## What you need to do
Quote only the lines from the top of the listing below down to and including the line with "with a type".

## Data shown
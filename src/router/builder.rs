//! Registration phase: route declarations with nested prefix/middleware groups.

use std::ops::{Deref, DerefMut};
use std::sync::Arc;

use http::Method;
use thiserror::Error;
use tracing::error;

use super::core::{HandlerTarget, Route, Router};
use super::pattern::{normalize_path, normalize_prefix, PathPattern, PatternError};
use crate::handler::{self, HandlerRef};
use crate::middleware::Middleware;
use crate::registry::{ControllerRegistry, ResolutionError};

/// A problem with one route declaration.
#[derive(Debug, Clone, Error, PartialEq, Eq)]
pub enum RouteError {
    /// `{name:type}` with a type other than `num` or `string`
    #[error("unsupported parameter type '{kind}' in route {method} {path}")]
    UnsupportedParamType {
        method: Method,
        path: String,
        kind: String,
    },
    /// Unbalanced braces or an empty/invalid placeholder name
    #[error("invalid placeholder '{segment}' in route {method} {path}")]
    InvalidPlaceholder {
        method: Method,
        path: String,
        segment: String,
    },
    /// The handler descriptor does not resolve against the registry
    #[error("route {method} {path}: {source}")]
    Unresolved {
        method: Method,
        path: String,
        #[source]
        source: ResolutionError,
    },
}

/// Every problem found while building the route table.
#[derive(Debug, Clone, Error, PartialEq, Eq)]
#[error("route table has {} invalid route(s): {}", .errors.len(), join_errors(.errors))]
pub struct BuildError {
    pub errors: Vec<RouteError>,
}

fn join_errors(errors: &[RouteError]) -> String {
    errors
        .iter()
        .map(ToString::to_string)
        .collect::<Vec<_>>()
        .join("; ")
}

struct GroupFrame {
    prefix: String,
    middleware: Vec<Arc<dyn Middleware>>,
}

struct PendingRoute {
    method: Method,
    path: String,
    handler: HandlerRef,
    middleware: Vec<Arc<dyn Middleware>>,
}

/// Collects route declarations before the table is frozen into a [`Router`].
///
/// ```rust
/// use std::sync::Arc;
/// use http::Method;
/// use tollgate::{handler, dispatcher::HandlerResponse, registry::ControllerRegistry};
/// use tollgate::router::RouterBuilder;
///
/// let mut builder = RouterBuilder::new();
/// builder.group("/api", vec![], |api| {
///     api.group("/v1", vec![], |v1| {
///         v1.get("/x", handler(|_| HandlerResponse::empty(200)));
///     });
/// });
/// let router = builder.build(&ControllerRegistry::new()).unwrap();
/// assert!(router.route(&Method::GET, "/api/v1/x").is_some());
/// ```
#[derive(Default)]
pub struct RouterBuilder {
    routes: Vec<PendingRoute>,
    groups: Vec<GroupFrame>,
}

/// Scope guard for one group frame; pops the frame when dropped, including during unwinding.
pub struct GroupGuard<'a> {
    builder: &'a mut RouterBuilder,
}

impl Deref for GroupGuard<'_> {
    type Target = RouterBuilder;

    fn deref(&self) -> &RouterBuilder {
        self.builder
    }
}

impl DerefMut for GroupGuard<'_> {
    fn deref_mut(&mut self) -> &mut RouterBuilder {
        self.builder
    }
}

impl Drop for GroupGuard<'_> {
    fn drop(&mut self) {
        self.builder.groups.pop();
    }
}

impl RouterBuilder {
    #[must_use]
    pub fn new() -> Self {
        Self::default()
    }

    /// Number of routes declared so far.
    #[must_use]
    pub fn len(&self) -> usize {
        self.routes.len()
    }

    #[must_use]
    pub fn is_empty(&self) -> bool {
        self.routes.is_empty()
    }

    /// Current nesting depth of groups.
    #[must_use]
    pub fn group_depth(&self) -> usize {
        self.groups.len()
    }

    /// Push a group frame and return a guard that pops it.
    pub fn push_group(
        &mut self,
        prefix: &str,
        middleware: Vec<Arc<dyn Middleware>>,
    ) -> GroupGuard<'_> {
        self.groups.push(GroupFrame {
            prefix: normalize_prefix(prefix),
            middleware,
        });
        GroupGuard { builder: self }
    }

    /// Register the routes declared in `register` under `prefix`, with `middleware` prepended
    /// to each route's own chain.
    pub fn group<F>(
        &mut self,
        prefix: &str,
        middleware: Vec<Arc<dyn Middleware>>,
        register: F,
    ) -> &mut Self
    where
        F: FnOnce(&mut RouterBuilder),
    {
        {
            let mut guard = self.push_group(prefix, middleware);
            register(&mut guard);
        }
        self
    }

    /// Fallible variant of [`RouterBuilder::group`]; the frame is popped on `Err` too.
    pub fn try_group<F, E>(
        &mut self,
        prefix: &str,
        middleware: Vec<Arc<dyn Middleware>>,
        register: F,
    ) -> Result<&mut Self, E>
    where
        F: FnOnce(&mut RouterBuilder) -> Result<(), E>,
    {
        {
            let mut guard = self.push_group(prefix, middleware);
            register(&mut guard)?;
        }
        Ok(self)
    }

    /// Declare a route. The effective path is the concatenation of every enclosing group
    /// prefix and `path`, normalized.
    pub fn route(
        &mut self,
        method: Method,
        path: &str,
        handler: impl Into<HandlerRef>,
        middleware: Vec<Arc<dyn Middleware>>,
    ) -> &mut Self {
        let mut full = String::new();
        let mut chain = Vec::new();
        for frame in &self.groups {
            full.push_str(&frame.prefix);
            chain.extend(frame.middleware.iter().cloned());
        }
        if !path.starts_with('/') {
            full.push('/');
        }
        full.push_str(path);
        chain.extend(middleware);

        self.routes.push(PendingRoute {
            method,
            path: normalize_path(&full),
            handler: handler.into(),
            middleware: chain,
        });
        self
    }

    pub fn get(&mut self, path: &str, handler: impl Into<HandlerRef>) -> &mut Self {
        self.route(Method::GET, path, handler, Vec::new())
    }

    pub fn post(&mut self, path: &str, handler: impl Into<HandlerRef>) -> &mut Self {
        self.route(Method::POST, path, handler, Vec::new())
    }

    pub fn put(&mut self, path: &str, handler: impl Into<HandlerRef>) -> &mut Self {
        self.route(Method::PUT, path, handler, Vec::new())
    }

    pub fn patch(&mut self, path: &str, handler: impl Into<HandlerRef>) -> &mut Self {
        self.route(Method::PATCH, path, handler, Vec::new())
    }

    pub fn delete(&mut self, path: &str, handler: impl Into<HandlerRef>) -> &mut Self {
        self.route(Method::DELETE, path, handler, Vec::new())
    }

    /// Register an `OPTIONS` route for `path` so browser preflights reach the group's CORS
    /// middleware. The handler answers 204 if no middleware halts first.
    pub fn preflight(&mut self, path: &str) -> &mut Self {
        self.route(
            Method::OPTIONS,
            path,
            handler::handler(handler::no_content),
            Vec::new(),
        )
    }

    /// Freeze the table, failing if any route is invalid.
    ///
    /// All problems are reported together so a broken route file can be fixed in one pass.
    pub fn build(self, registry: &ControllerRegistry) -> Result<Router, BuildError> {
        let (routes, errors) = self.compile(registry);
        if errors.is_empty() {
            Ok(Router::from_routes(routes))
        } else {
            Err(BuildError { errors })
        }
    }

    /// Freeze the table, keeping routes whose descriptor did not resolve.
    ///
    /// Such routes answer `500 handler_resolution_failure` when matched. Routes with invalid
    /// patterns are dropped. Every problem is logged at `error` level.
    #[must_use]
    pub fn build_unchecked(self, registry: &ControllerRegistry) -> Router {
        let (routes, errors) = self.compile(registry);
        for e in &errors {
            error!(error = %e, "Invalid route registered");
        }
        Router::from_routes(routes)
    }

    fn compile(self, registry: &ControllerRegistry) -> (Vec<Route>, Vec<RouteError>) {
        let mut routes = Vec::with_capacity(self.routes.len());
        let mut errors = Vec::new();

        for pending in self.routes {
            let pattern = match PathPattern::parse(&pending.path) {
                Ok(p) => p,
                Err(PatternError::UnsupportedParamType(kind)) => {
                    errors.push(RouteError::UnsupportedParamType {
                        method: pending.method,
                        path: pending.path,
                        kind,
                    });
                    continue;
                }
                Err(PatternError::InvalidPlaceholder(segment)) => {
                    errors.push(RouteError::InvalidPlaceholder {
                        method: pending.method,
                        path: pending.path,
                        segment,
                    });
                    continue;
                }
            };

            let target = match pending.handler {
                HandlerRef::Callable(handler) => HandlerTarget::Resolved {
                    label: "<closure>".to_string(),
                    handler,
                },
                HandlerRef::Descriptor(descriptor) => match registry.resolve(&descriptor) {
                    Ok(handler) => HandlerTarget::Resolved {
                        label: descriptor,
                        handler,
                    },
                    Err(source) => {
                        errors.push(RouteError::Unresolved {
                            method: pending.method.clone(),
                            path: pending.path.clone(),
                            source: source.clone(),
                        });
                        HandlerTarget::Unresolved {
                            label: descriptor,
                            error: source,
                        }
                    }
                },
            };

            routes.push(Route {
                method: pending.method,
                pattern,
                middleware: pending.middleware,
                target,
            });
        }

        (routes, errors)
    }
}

## Response to this task
filename src/router/builder.rs
//! Registration phase: route declarations with nested prefix/middleware groups.

use std::ops::{Deref, DerefMut};
use std::sync::Arc;

use http::Method;
use thiserror::Error;
use tracing::error;

use super::core::{HandlerTarget, Route, Router};
use super::pattern::{normalize_path, normalize_prefix, PathPattern, PatternError};
use crate::handler::{self, HandlerRef};
use crate::middleware::Middleware;
use crate::registry::{ControllerRegistry, ResolutionError};

/// A problem with one route declaration.
#[derive(Debug, Clone, Error, PartialEq, Eq)]
pub enum RouteError {
    /// `{name:type}` with a type other than `num` or `string`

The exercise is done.